- Origin: Japan
- Genres: Pop, rock, trance
- Years active: 2000–2009
- Labels: Konami (2000–2006) Avex Trax (2006–2007) Gambit (2008–2009)
- Past members: Riyu Kosaka Ayano Tachibana Hiromi Nishiuchi Megumi Fukushita Noria Shiraishi Risa Sotohana Shiyuna Maehara Yoma Komatsu Miharu Arisawa Sayaka Minami

= BeForU =

Japanese pop group

BeForU was a Japanese pop girl group that performed music primarily for the Bemani series of rhythm games. Their 2000 debut song "Dive" was particularly notable as being the first Japanese-language pop song in the Dance Dance Revolution series. BeForU was produced by Naoki Maeda, one of the lead Konami musical producers. In 2006, the group made their major label debut under Avex Trax.

==Biography==

===The first generation===
BeForU formed via a competition held on November 20, 2000, for a new J-pop group singing for Konami and their bemani series of video games, namely Dance Dance Revolution.

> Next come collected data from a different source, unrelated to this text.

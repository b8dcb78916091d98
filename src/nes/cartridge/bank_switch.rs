use log::debug;
use serde::{Deserialize, Serialize};

use super::Mirroring;
use crate::nes::save_state::SaveStateError;

pub const PRG_BANK_SIZE: usize = 0x2000; // 8 KiB
pub const CHR_BANK_SIZE: usize = 0x0400; // 1 KiB
pub const PRG_SLOTS: usize = 4; // $8000, $A000, $C000, $E000
pub const CHR_SLOTS: usize = 8;

/// Window table consulted on every cartridge fetch.
///
/// PRG space $8000-$FFFF is four 8 KiB slots and CHR space $0000-$1FFF eight
/// 1 KiB slots. Boards select banks in whatever unit they use; bank numbers
/// wrap modulo the image size.
#[derive(Debug, Clone)]
pub struct BankSwitch {
    prg_bank_count: usize,
    chr_bank_count: usize,
    prg_banks: [usize; PRG_SLOTS],
    chr_banks: [usize; CHR_SLOTS],
    mirroring: Mirroring,
}

#[derive(Debug, Clone, PartialEq, Eq, Serialize, Deserialize)]
pub struct BankState {
    pub prg_banks: [usize; PRG_SLOTS],
    pub chr_banks: [usize; CHR_SLOTS],
    pub mirroring: Mirroring,
}

impl BankSwitch {
    pub fn new(prg_len: usize, chr_len: usize, mirroring: Mirroring) -> Self {
        let mut banks = BankSwitch {
            prg_bank_count: (prg_len / PRG_BANK_SIZE).max(1),
            chr_bank_count: (chr_len / CHR_BANK_SIZE).max(1),
            prg_banks: [0; PRG_SLOTS],
            chr_banks: [0; CHR_SLOTS],
            mirroring,
        };
        banks.set_prg_bank_32k(0);
        banks.set_chr_bank_8k(0);
        banks
    }

    pub fn prg_bank_count(&self) -> usize {
        self.prg_bank_count
    }

    pub fn chr_bank_count(&self) -> usize {
        self.chr_bank_count
    }

    /// Count of 16 KiB PRG banks (at least 1)
    pub fn prg_bank_count_16k(&self) -> usize {
        (self.prg_bank_count / 2).max(1)
    }

    pub fn set_prg_bank_8k(&mut self, slot: usize, bank: usize) {
        self.prg_banks[slot % PRG_SLOTS] = bank % self.prg_bank_count;
    }

    /// slot 0 = $8000, slot 1 = $C000
    pub fn set_prg_bank_16k(&mut self, slot: usize, bank: usize) {
        let first = (slot % 2) * 2;
        self.set_prg_bank_8k(first, bank * 2);
        self.set_prg_bank_8k(first + 1, bank * 2 + 1);
    }

    pub fn set_prg_bank_32k(&mut self, bank: usize) {
        for slot in 0..PRG_SLOTS {
            self.set_prg_bank_8k(slot, bank * 4 + slot);
        }
        debug!("PRG 32K bank -> {}", bank);
    }

    pub fn set_chr_bank_1k(&mut self, slot: usize, bank: usize) {
        self.chr_banks[slot % CHR_SLOTS] = bank % self.chr_bank_count;
    }

    /// slot counts 2 KiB windows (0..4)
    pub fn set_chr_bank_2k(&mut self, slot: usize, bank: usize) {
        let first = (slot % 4) * 2;
        self.set_chr_bank_1k(first, bank * 2);
        self.set_chr_bank_1k(first + 1, bank * 2 + 1);
    }

    /// slot 0 = $0000, slot 1 = $1000
    pub fn set_chr_bank_4k(&mut self, slot: usize, bank: usize) {
        let first = (slot % 2) * 4;
        for i in 0..4 {
            self.set_chr_bank_1k(first + i, bank * 4 + i);
        }
    }

    pub fn set_chr_bank_8k(&mut self, bank: usize) {
        for slot in 0..CHR_SLOTS {
            self.set_chr_bank_1k(slot, bank * 8 + slot);
        }
    }

    pub fn prg_bank(&self, slot: usize) -> usize {
        self.prg_banks[slot % PRG_SLOTS]
    }

    pub fn chr_bank(&self, slot: usize) -> usize {
        self.chr_banks[slot % CHR_SLOTS]
    }

    pub fn mirroring(&self) -> Mirroring {
        self.mirroring
    }

    pub fn set_mirroring(&mut self, mirroring: Mirroring) {
        self.mirroring = mirroring;
    }

    /// Offset into PRG ROM for a CPU address in $8000-$FFFF
    pub fn prg_offset(&self, addr: u16) -> usize {
        let addr = (addr & 0x7FFF) as usize;
        self.prg_banks[addr / PRG_BANK_SIZE] * PRG_BANK_SIZE + (addr % PRG_BANK_SIZE)
    }

    /// Offset into CHR for a PPU address in $0000-$1FFF
    pub fn chr_offset(&self, addr: u16) -> usize {
        let addr = (addr & 0x1FFF) as usize;
        self.chr_banks[addr / CHR_BANK_SIZE] * CHR_BANK_SIZE + (addr % CHR_BANK_SIZE)
    }

    pub fn save(&self) -> BankState {
        BankState {
            prg_banks: self.prg_banks,
            chr_banks: self.chr_banks,
            mirroring: self.mirroring,
        }
    }

    pub fn load(&mut self, state: &BankState) -> Result<(), SaveStateError> {
        if let Some(bank) = state.prg_banks.iter().find(|b| **b >= self.prg_bank_count) {
            return Err(SaveStateError::Corrupt(format!(
                "PRG bank {} out of range ({} banks)",
                bank, self.prg_bank_count
            )));
        }
        if let Some(bank) = state.chr_banks.iter().find(|b| **b >= self.chr_bank_count) {
            return Err(SaveStateError::Corrupt(format!(
                "CHR bank {} out of range ({} banks)",
                bank, self.chr_bank_count
            )));
        }
        self.prg_banks = state.prg_banks;
        self.chr_banks = state.chr_banks;
        self.mirroring = state.mirroring;
        Ok(())
    }
}

#[cfg(test)]
mod tests {
    use super::*;

    #[test]
    fn sixteen_k_image_is_mirrored() {
        let banks = BankSwitch::new(0x4000, 0x2000, Mirroring::Horizontal);
        assert_eq!(banks.prg_offset(0x8000), 0x0000);
        assert_eq!(banks.prg_offset(0xBFFF), 0x3FFF);
        assert_eq!(banks.prg_offset(0xC000), 0x0000);
        assert_eq!(banks.prg_offset(0xFFFC), 0x3FFC);
    }

    #[test]
    fn bank_numbers_wrap() {
        let mut banks = BankSwitch::new(0x8000, 0x2000, Mirroring::Vertical);
        banks.set_prg_bank_16k(0, 5); // two 16K banks: 5 % 2 = 1
        assert_eq!(banks.prg_offset(0x8000), 0x4000);
        banks.set_chr_bank_8k(3);
        assert_eq!(banks.chr_offset(0x0000), 0x0000);
    }

    #[test]
    fn chr_windows() {
        let mut banks = BankSwitch::new(0x8000, 0x8000, Mirroring::Vertical);
        banks.set_chr_bank_4k(1, 3);
        assert_eq!(banks.chr_offset(0x1000), 3 * 0x1000);
        assert_eq!(banks.chr_offset(0x1FFF), 3 * 0x1000 + 0xFFF);
        banks.set_chr_bank_2k(0, 5);
        assert_eq!(banks.chr_offset(0x0000), 5 * 0x800);
        assert_eq!(banks.chr_offset(0x07FF), 5 * 0x800 + 0x7FF);
        banks.set_chr_bank_1k(7, 31);
        assert_eq!(banks.chr_offset(0x1C00), 31 * 0x400);
    }

    #[test]
    fn load_rejects_out_of_range_bank() {
        let mut banks = BankSwitch::new(0x4000, 0x2000, Mirroring::Vertical);
        let mut state = banks.save();
        state.prg_banks[0] = 9;
        assert!(banks.load(&state).is_err());
        assert_eq!(banks.prg_bank(0), 0);
    }
}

The four winners chosen for their talent, ability and emphasis were Riyu Kosaka (then aged 15; born January 17, 1985), Noria Shiraishi (then aged 19; born September 12, 1981), Yoma Komatsu (then aged 26; born December 30, 1974) and Shiyuna Maehara (then aged 21; born November 30, 1979). Their first single "Dive", promoted widely throughout the J-Pop community, appeared in the 2001 French film Wasabi, made its first appearance on DDR Extra Mix, and its official debut on DDR 5th Mix.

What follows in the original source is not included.